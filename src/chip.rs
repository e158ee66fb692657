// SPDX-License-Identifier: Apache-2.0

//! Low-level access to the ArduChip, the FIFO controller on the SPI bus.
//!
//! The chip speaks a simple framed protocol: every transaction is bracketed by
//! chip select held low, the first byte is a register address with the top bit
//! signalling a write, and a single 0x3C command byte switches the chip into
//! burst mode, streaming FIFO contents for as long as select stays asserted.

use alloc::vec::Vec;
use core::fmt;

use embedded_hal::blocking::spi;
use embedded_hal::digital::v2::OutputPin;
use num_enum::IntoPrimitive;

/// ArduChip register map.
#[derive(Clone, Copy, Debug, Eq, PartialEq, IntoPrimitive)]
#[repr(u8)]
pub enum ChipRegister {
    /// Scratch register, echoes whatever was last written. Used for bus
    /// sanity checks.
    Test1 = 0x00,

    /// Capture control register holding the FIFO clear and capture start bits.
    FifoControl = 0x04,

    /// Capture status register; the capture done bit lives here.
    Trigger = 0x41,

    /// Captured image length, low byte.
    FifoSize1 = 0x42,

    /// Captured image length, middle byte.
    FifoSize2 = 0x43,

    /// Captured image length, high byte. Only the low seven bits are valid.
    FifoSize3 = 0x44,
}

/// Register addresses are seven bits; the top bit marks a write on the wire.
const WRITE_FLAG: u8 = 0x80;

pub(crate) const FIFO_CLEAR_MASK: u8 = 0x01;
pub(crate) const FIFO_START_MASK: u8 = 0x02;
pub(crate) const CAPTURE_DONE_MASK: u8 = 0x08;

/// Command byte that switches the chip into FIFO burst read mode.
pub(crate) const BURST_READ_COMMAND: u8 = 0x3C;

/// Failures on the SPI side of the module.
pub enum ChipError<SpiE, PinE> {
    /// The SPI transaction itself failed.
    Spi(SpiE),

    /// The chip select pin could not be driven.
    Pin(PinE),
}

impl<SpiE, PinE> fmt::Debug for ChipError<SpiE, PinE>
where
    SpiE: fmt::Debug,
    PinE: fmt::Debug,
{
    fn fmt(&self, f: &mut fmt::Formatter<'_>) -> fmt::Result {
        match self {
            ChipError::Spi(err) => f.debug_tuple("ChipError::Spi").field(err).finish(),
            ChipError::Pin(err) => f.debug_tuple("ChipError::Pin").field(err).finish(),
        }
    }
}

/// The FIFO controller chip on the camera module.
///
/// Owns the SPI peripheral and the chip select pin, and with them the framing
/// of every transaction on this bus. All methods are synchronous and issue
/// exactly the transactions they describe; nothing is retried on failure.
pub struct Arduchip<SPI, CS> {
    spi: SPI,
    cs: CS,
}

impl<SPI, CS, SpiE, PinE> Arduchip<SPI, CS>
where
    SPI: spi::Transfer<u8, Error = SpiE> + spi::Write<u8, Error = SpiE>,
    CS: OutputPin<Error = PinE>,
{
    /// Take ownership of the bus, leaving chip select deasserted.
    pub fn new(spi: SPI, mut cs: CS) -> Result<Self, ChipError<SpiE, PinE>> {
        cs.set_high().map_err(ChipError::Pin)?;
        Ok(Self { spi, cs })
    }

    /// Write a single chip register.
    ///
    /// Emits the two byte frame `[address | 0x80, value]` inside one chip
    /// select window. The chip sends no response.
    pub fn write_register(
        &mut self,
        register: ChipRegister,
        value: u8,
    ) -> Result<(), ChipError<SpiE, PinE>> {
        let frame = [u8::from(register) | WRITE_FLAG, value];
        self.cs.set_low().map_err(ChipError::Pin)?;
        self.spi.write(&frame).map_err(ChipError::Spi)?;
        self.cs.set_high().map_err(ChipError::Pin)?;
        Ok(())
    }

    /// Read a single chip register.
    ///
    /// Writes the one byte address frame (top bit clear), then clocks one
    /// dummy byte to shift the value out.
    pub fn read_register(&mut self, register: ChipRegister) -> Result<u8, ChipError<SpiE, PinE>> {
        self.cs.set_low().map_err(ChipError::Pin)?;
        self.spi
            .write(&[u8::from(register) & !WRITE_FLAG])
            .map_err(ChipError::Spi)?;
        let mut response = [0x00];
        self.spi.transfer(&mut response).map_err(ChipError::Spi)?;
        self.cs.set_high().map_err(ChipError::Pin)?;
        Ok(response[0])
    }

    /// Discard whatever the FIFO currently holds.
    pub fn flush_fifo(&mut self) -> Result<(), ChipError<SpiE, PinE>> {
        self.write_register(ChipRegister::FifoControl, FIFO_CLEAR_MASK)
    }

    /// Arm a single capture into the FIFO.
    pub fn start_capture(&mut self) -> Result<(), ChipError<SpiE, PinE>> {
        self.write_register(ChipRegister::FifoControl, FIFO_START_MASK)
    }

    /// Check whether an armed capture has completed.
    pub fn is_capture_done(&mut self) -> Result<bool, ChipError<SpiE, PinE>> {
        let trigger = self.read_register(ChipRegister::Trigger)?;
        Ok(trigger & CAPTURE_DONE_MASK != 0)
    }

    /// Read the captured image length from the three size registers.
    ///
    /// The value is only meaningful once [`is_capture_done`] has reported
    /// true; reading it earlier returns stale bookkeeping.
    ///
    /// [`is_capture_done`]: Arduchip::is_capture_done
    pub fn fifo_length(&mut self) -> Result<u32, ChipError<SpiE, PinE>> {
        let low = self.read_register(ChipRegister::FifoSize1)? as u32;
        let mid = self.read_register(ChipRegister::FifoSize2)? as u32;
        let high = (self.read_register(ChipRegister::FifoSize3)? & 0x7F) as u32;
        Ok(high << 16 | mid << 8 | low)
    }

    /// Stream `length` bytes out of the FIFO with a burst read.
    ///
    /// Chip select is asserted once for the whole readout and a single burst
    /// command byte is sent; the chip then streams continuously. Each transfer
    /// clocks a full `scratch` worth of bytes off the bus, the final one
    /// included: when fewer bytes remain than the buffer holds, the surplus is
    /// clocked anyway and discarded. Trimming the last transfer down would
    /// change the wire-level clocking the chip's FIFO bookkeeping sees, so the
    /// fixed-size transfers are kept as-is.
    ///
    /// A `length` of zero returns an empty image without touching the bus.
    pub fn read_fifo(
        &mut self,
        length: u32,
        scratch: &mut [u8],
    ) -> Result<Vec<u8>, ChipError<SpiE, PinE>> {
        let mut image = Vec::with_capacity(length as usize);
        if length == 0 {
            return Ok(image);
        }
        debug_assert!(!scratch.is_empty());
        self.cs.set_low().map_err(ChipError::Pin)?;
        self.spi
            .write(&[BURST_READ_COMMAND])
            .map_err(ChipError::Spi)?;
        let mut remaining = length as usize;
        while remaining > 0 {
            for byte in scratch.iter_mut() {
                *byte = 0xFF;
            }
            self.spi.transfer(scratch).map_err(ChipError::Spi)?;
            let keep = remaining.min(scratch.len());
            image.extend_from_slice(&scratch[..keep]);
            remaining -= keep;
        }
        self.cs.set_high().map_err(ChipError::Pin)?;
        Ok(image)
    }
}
================
◆ Task description ◆
Please return only the lines above, starting at the line that has "pub fn new(spi: SPI, mut" and ending at the line that has "inside one chip", keeping both and leaving each one unchanged.

◆ Task response ◆
    pub fn new(spi: SPI, mut cs: CS) -> Result<Self, ChipError<SpiE, PinE>> {
        cs.set_high().map_err(ChipError::Pin)?;
        Ok(Self { spi, cs })
    }

    /// Write a single chip register.
    ///
    /// Emits the two byte frame `[address | 0x80, value]` inside one chip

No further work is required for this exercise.